● **Your objective**: Whenever a line in this data holds the word "crate", report that line in full.

━━ Material to process

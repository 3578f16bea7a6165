//! Constructors for the resources pipelines are assembled from

use crate::catalog::resource_types;
use crate::error::Result;
use crate::model::{Config, Identifier, Resource};
use serde::{Deserialize, Serialize};
use serde_json::{json, Value};

fn source<const N: usize>(entries: [(&str, Value); N]) -> Config {
    entries
        .into_iter()
        .filter(|(_, value)| !value.is_null())
        .map(|(key, value)| (key.to_string(), value))
        .collect()
}

fn default_branch() -> String {
    "main".to_string()
}

/// A git repository, cloned over https or, with a private key, over ssh
#[derive(Debug, Clone, PartialEq, Serialize, Deserialize)]
pub struct GitRepo {
    pub name: Identifier,

    pub uri: String,

    #[serde(default = "default_branch")]
    pub branch: String,

    /// Only trigger on changes under these paths
    #[serde(default)]
    pub paths: Vec<String>,

    /// Credential reference such as `((github.private_ssh_key))`
    #[serde(default)]
    pub private_key: Option<String>,

    #[serde(default)]
    pub check_every: Option<String>,
}

impl GitRepo {
    pub fn new(name: Identifier, uri: impl Into<String>) -> Self {
        Self {
            name,
            uri: uri.into(),
            branch: default_branch(),
            paths: Vec::new(),
            private_key: None,
            check_every: None,
        }
    }

    pub fn paths(mut self, paths: Vec<String>) -> Self {
        self.paths = paths;
        self
    }

    pub fn branch(mut self, branch: impl Into<String>) -> Self {
        self.branch = branch.into();
        self
    }

    pub fn private_key(mut self, key: impl Into<String>) -> Self {
        self.private_key = Some(key.into());
        self
    }
}

pub fn git_repo(repo: &GitRepo) -> Result<Resource> {
    let paths = if repo.paths.is_empty() {
        Value::Null
    } else {
        json!(repo.paths)
    };
    let mut resource = Resource::new(repo.name.clone(), Identifier::new("git")?)
        .with_icon("git")
        .with_source(source([
            ("uri", json!(repo.uri)),
            ("branch", json!(repo.branch)),
            ("paths", paths),
            ("private_key", json!(repo.private_key)),
        ]));
    resource.check_every = repo.check_every.clone();
    Ok(resource)
}

pub fn github_release(
    name: Identifier,
    owner: &str,
    repository: &str,
    tag_filter: Option<&str>,
) -> Result<Resource> {
    Ok(Resource::new(name, Identifier::new("github-release")?)
        .with_icon("github")
        .with_source(source([
            ("owner", json!(owner)),
            ("repository", json!(repository)),
            ("tag_filter", json!(tag_filter)),
            ("release", json!(true)),
        ])))
}

/// New releases of a HashiCorp product (consul, vault, ...)
pub fn hashicorp_release(name: Identifier, project: &str) -> Result<Resource> {
    Ok(Resource::new(name, Identifier::new(resource_types::HASHICORP_RELEASE)?)
        .with_source(source([("project", json!(project))])))
}

/// The newest available AMI whose name matches the pattern
pub fn amazon_ami(name: Identifier, name_pattern: &str, region: &str) -> Result<Resource> {
    Ok(Resource::new(name, Identifier::new(resource_types::AMAZON_AMI)?)
        .with_icon("server")
        .with_source(source([
            ("region", json!(region)),
            (
                "filters",
                json!({
                    "name": name_pattern,
                    "virtualization-type": "hvm",
                    "root-device-type": "ebs",
                }),
            ),
        ])))
}

pub fn registry_image(name: Identifier, repository: &str, tag: Option<&str>) -> Result<Resource> {
    Ok(Resource::new(name, Identifier::new("registry-image")?)
        .with_icon("docker")
        .with_source(source([
            ("repository", json!(repository)),
            ("tag", json!(tag)),
        ])))
}

/// A periodic trigger
pub fn schedule(name: Identifier, interval: &str) -> Result<Resource> {
    Ok(Resource::new(name, Identifier::new("time")?)
        .with_icon("clock")
        .with_source(source([("interval", json!(interval))])))
}

/// Put-only target running `packer validate`
pub fn packer_validate() -> Result<Resource> {
    Ok(Resource::new(
        Identifier::new("packer-validate")?,
        Identifier::new(resource_types::PACKER)?,
    )
    .with_check_every("never"))
}

/// Put-only target running `packer build`
pub fn packer_build() -> Result<Resource> {
    Ok(Resource::new(
        Identifier::new("packer-build")?,
        Identifier::new(resource_types::PACKER)?,
    )
    .with_check_every("never"))
}

/// Put-only target that deploys stacks of a Pulumi project
pub fn pulumi_provisioner(project_name: &str, project_path: &str) -> Result<Resource> {
    Ok(Resource::new(
        Identifier::new(format!("pulumi-{}", project_name))?,
        Identifier::new(resource_types::PULUMI)?,
    )
    .with_icon("pulumi")
    .with_check_every("never")
    .with_source(source([
        ("project_name", json!(project_name)),
        ("source_dir", json!(project_path)),
        (
            "env_pulumi",
            json!({"AWS_SHARED_CREDENTIALS_FILE": "aws_creds/credentials"}),
        ),
    ])))
}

━━━━

● **Task solution**:
use crate::catalog::resource_types;
use crate::error::Result;
use crate::model::{Config, Identifier, Resource};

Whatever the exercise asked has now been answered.